### WHAT YOU SHOULD DO
Copy, from the entries below, each line in which the string "serde" appears.

### STUDY MATERIAL

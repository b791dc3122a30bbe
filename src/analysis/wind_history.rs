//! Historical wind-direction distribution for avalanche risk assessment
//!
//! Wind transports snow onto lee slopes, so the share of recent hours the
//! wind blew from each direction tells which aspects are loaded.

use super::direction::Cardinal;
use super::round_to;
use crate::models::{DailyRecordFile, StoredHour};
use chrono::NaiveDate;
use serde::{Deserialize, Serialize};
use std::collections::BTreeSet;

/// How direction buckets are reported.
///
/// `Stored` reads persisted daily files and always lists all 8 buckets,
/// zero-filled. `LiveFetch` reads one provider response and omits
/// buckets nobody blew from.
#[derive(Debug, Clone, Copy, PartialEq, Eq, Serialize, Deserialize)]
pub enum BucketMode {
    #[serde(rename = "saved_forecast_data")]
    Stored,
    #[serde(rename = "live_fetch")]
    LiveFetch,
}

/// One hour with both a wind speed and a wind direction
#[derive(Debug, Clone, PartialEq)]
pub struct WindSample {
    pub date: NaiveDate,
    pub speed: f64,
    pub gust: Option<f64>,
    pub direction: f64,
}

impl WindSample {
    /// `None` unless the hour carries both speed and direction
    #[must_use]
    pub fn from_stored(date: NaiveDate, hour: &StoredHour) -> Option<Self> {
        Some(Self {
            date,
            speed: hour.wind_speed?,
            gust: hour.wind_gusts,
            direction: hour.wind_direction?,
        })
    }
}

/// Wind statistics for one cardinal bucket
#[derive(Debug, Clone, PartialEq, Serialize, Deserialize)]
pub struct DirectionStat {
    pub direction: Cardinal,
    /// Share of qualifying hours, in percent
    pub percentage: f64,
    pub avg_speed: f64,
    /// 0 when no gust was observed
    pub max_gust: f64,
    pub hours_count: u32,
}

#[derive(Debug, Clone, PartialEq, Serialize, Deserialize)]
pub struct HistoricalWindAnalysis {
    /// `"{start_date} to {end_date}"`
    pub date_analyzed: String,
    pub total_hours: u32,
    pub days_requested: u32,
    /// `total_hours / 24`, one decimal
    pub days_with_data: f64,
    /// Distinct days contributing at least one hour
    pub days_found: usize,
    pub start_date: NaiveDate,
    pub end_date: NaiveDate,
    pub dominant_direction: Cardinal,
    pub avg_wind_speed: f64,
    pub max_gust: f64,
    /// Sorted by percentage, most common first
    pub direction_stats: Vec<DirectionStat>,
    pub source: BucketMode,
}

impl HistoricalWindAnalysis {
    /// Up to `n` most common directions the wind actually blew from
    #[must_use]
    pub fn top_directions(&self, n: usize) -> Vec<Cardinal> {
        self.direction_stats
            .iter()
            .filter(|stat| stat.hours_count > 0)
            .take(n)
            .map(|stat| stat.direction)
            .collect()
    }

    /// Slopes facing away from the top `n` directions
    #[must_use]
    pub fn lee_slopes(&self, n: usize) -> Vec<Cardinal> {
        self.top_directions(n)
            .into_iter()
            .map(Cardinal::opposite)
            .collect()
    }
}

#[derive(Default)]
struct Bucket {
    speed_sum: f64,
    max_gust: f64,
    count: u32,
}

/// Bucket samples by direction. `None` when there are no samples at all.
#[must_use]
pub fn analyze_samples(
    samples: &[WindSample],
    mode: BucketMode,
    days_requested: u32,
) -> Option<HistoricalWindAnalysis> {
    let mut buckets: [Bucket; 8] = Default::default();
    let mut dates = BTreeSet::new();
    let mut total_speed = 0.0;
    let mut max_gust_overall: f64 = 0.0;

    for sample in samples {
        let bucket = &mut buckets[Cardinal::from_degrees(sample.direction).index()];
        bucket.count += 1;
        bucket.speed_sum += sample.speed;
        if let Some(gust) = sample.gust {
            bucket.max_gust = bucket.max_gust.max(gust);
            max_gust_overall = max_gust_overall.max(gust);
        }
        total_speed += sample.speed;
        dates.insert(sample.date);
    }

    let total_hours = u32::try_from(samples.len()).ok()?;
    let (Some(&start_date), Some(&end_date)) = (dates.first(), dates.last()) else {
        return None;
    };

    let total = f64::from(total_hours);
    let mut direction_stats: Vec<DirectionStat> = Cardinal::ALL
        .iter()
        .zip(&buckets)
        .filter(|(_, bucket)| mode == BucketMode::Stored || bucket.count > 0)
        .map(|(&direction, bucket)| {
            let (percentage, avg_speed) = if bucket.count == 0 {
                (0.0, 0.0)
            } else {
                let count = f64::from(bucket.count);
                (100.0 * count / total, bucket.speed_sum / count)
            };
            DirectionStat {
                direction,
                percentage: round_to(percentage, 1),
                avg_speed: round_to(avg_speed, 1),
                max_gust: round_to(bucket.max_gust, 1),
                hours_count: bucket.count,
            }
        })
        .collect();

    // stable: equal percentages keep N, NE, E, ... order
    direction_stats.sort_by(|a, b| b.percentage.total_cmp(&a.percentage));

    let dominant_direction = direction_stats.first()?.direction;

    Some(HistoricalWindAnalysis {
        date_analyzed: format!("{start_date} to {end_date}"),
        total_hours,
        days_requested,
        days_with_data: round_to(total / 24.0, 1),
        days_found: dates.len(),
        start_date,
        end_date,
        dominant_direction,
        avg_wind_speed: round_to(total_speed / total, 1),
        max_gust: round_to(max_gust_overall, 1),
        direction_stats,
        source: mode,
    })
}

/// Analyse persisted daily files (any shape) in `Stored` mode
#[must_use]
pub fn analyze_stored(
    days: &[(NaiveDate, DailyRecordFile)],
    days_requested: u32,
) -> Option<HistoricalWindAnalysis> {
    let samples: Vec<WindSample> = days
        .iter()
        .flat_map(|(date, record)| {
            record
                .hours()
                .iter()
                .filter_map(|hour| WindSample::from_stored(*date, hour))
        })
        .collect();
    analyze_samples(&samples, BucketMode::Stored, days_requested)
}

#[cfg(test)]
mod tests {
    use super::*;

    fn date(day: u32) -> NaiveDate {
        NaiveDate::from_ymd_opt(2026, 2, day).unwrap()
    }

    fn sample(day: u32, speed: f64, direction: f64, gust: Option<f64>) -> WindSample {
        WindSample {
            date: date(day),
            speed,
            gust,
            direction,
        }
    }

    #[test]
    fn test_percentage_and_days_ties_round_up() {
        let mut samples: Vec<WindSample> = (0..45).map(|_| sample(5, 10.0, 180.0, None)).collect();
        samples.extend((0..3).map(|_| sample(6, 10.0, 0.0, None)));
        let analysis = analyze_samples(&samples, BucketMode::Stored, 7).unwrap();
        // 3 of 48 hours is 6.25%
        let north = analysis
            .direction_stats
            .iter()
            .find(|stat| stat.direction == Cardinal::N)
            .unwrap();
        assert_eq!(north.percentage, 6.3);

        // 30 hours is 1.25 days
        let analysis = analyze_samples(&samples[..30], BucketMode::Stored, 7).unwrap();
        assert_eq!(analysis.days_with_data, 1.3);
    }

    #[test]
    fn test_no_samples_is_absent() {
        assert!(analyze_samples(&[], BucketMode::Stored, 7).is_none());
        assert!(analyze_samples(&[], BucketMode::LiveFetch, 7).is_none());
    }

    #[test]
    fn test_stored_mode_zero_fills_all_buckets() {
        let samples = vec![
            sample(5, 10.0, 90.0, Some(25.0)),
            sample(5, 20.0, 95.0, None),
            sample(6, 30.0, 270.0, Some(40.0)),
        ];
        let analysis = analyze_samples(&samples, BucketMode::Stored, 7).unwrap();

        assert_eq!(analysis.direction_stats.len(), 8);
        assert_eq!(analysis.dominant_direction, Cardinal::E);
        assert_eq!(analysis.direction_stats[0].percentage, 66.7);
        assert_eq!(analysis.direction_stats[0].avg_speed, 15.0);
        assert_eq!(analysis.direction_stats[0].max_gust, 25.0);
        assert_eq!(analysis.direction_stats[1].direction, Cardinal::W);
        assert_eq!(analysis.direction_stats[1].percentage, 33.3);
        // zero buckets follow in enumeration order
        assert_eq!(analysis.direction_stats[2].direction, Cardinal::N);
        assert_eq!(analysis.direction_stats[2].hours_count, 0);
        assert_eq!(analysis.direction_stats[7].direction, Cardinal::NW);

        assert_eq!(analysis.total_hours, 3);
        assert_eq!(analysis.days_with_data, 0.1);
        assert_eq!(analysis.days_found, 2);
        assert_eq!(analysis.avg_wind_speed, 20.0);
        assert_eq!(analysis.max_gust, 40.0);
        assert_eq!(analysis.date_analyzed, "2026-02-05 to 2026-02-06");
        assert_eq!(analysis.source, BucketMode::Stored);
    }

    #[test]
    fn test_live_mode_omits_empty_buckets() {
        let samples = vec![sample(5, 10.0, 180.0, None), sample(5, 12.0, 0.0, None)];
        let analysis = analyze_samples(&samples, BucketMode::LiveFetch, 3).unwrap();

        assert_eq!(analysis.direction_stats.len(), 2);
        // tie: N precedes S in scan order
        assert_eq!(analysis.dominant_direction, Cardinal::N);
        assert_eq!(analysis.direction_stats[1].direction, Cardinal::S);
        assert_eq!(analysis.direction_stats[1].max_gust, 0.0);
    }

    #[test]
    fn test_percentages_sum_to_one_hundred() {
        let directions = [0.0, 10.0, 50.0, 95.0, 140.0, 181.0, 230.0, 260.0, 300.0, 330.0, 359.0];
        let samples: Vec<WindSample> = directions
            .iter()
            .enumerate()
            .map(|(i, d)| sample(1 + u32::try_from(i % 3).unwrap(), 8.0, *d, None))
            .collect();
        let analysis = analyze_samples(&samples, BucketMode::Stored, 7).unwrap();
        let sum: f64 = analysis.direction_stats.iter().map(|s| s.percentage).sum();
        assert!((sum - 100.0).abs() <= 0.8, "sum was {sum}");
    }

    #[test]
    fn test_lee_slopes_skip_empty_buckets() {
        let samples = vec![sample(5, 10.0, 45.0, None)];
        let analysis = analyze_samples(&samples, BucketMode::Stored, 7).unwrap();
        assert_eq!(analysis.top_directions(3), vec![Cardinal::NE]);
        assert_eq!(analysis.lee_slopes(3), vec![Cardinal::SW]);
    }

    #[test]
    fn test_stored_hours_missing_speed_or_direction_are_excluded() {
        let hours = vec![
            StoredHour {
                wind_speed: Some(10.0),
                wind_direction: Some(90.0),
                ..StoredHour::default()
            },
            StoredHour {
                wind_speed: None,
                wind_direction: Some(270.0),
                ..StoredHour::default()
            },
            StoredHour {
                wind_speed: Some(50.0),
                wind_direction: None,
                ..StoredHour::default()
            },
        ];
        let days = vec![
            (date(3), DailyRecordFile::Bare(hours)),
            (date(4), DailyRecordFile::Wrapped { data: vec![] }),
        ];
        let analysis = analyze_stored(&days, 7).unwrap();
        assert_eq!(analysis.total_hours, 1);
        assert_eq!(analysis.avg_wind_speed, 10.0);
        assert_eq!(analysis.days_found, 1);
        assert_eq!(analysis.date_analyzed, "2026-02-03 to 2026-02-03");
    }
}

### RESPONSE TO THE TASK
use serde::{Deserialize, Serialize};
    #[serde(rename = "saved_forecast_data")]
    #[serde(rename = "live_fetch")]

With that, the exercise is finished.